Inspirado nos Slams, batalha de rimadores feita na rua, o Slamis foi criado em 2020 pela dupla de palhaços Andréa Macera, artista cênica, e Flávio Falcone, palhaço e psiquiatra atuante há uma década no território da Cracolândia. Qualquer pessoa pode chegar e mostrar seu talento, ou sua insatisfação através da música, da poesia, da dança ou das artes cênicas. Ao final do espetáculo com duração de aproximadamente duas horas, há um júri popular que decide os três vencedores daquele dia, que receberão 50 reais como prêmio. A atividade é como uma miragem de curta duração que suspende por algumas horas a energia densa e violenta que impera no fluxo. Um respiro para centenas de pessoas mergulhadas em suas paranoias individuais vivendo uma realidade paralela na cidade.
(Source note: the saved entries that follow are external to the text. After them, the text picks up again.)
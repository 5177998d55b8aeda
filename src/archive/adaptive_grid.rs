//! Adaptive-grid archive (PAES style).

use super::grid::AdaptiveGrid;
use super::Archive;
use crate::core::{dominance, Solution, SolutionSet};
use std::cmp::Ordering;

/// Bounded non-dominated archive that evicts from the most crowded
/// hypercube of an [`AdaptiveGrid`].
///
/// When full, a candidate that would itself land in the most populated
/// hypercube is rejected. Otherwise exactly one member of the most
/// populated hypercube is evicted to make room.
#[derive(Debug, Clone)]
pub struct AdaptiveGridArchive {
    members: SolutionSet,
    grid: AdaptiveGrid,
    max_size: usize,
}

impl AdaptiveGridArchive {
    /// Creates an empty archive.
    ///
    /// `bisections` is the number of times each objective range is halved.
    pub fn new(max_size: usize, bisections: usize, objectives: usize) -> Self {
        Self {
            members: SolutionSet::new(),
            grid: AdaptiveGrid::new(bisections, objectives),
            max_size,
        }
    }

    /// The grid indexing the current members.
    pub fn grid(&self) -> &AdaptiveGrid {
        &self.grid
    }

    /// Consumes the archive, returning its members.
    pub fn into_solution_set(self) -> SolutionSet {
        self.members
    }

    fn remove_member(&mut self, index: usize) {
        let removed = self.members.remove(index);
        match self.grid.location(&removed) {
            Some(location) if self.grid.density(location) > 1 => {
                self.grid.remove_solution(location);
            }
            _ => self.grid.update_grid(&self.members),
        }
    }
}

impl Archive for AdaptiveGridArchive {
    fn add(&mut self, solution: Solution) -> bool {
        let mut i = 0;
        while i < self.members.len() {
            match dominance(&solution, self.members.get(i)) {
                Ordering::Less => self.remove_member(i),
                Ordering::Greater => return false,
                Ordering::Equal => i += 1,
            }
        }

        if self.members.is_empty() {
            self.members.push(solution);
            self.grid.update_grid(&self.members);
            return true;
        }

        self.grid.update_grid_with(&solution, &self.members);
        let Some(location) = self.grid.location(&solution) else {
            self.members.push(solution);
            self.grid.update_grid(&self.members);
            return true;
        };

        if self.members.len() < self.max_size {
            self.grid.add_solution(location);
            self.members.push(solution);
            return true;
        }

        let crowded = self.grid.most_populated();
        if location == crowded {
            return false;
        }

        let victim = self
            .members
            .iter()
            .position(|s| self.grid.location(s) == Some(crowded));
        if let Some(victim) = victim {
            self.members.remove(victim);
            self.grid.remove_solution(crowded);
        }
        self.grid.add_solution(location);
        self.members.push(solution);
        debug_assert!(self.members.len() <= self.max_size);
        true
    }

    fn solutions(&self) -> &SolutionSet {
        &self.members
    }

    fn max_size(&self) -> usize {
        self.max_size
    }

    fn clear(&mut self) {
        self.members.clear();
        self.grid.update_grid(&self.members);
    }
}

#[cfg(test)]
mod tests {
    use super::*;

    fn sol(objs: &[f64]) -> Solution {
        Solution::from_objectives(objs.to_vec())
    }

    #[test]
    fn test_first_member_builds_grid() {
        let mut archive = AdaptiveGridArchive::new(4, 2, 2);
        assert!(archive.add(sol(&[1.0, 1.0])));
        assert_eq!(archive.grid().occupied_hypercubes(), 1);
    }

    #[test]
    fn test_dominated_candidate_rejected() {
        let mut archive = AdaptiveGridArchive::new(4, 2, 2);
        archive.add(sol(&[1.0, 1.0]));
        assert!(!archive.add(sol(&[2.0, 2.0])));
        assert!(archive.add(sol(&[0.0, 0.0])));
        assert_eq!(archive.len(), 1);
    }

    #[test]
    fn test_full_archive_evicts_exactly_one_from_crowded_cube() {
        let mut archive = AdaptiveGridArchive::new(4, 1, 2);
        // Extremes fix the limits to [0, 10] on both objectives.
        archive.add(sol(&[0.0, 10.0]));
        archive.add(sol(&[10.0, 0.0]));
        // Two members in the upper-left quadrant.
        archive.add(sol(&[1.0, 8.0]));
        archive.add(sol(&[2.0, 7.0]));
        assert_eq!(archive.len(), 4);

        // Lands in the lower-right quadrant, which is not the most crowded.
        assert!(archive.add(sol(&[7.0, 2.0])));
        assert_eq!(archive.len(), 4);
        let objs = archive.solutions().objectives_matrix();
        assert!(objs.contains(&vec![7.0, 2.0]));
    }

    #[test]
    fn test_full_archive_rejects_candidate_in_crowded_cube() {
        let mut archive = AdaptiveGridArchive::new(4, 1, 2);
        archive.add(sol(&[0.0, 10.0]));
        archive.add(sol(&[10.0, 0.0]));
        archive.add(sol(&[1.0, 8.0]));
        archive.add(sol(&[2.0, 7.0]));
        let before = archive.solutions().clone();
        assert!(!archive.add(sol(&[3.0, 6.0])));
        assert_eq!(archive.solutions(), &before);
    }
}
Naquele dia, o Slamis foi impedido de entrar no fluxo por policiais da GCM, a Guarda Civil Metropolitana, alegando situação de risco durante a limpeza urbana rotineira que acontece na região. “Como podemos ser impedidos de andar pelo território?”, questiona Falcone. O grupo então se direciona ao revitalizado Parque Estação da Luz, onde realiza o show de calouros sem interrupções e com baixa participação do público-alvo. A percepção de quem frequenta o local é de que as operações policiais na região se intensificaram neste ano eleitoral. Procurada pela piauí, a Secretaria de Segurança Pública não informou quantas operações policiais foram feitas em 2024. 
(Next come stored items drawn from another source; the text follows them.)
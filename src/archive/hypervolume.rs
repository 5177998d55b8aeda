//! Hypervolume-contribution archive.

use super::{screen, Archive, Screening};
use crate::core::{CrowdingDistanceComparator, Solution, SolutionSet};
use crate::indicators::FastHypervolume;

/// Bounded non-dominated archive that, once full, evicts the member
/// contributing the least hypervolume.
///
/// Contributions are written into each member's `crowding_distance`
/// field, so the smallest "crowding distance" is the least contributor.
#[derive(Debug, Clone)]
pub struct HypervolumeArchive {
    members: SolutionSet,
    max_size: usize,
    hypervolume: FastHypervolume,
}

impl HypervolumeArchive {
    /// Creates an empty archive using the default reference offset.
    pub fn new(max_size: usize) -> Self {
        Self::with_hypervolume(max_size, FastHypervolume::new())
    }

    /// Creates an empty archive with a custom hypervolume calculator.
    pub fn with_hypervolume(max_size: usize, hypervolume: FastHypervolume) -> Self {
        Self {
            members: SolutionSet::new(),
            max_size,
            hypervolume,
        }
    }

    /// Consumes the archive, returning its members.
    pub fn into_solution_set(self) -> SolutionSet {
        self.members
    }
}

impl Archive for HypervolumeArchive {
    fn add(&mut self, solution: Solution) -> bool {
        if screen(&mut self.members, &solution, true) == Screening::Reject {
            return false;
        }
        self.members.push(solution);
        if self.members.len() > self.max_size {
            self.hypervolume
                .compute_hv_contributions(self.members.as_mut_slice());
            let candidate = self.members.len() - 1;
            if let Some(worst) = self.members.index_worst(&CrowdingDistanceComparator) {
                self.members.remove(worst);
                return worst != candidate;
            }
        }
        true
    }

    fn solutions(&self) -> &SolutionSet {
        &self.members
    }

    fn max_size(&self) -> usize {
        self.max_size
    }

    fn clear(&mut self) {
        self.members.clear();
    }
}

#[cfg(test)]
mod tests {
    use super::*;

    fn sol(objs: &[f64]) -> Solution {
        Solution::from_objectives(objs.to_vec())
    }

    #[test]
    fn test_evicts_least_contributor() {
        let mut archive = HypervolumeArchive::with_hypervolume(3, FastHypervolume::with_offset(1.0));
        archive.add(sol(&[0.0, 10.0]));
        archive.add(sol(&[10.0, 0.0]));
        archive.add(sol(&[5.0, 5.0]));
        // Sits right next to (5,5); contributes almost nothing.
        assert!(!archive.add(sol(&[5.1, 4.95])));
        assert_eq!(archive.len(), 3);
        let objs = archive.solutions().objectives_matrix();
        assert!(!objs.contains(&vec![5.1, 4.95]));
        assert!(objs.contains(&vec![0.0, 10.0]));
        assert!(objs.contains(&vec![10.0, 0.0]));
    }

    #[test]
    fn test_hypervolume_never_shrinks_below_capacity() {
        let hv = FastHypervolume::new();
        let mut archive = HypervolumeArchive::new(10);
        let mut last = 0.0;
        for i in 0..8 {
            let x = i as f64;
            archive.add(sol(&[x, 7.0 - x]));
            let reference = [50.0, 50.0];
            let now = hv.compute_hypervolume_with_reference(archive.solutions().as_slice(), &reference);
            assert!(now >= last);
            last = now;
        }
    }
}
O Slamis é a porta de entrada para o projeto Teto, Trampo e Tratamento, o TTT, inspirado no programa Braços Abertos, instituído por Fernando Haddad (PT) entre 2014 e 2016, quando o atual ministro da Fazenda foi prefeito da capital paulista, em uma tentativa de reduzir os danos causados à população vulnerável na região da Cracolândia. Falcone, que atuou como psiquiatra na administração petista, explica que o TTT elege a arte como forma de estabelecer o vínculo com os usuários. “O vínculo é a coisa mais importante para sustentarmos os três pilares do projeto. O Slamis mobiliza a pulsão de vida deste grupo de pessoas que são chamadas por parte da sociedade de zumbis, como se não estivessem mais vivas.”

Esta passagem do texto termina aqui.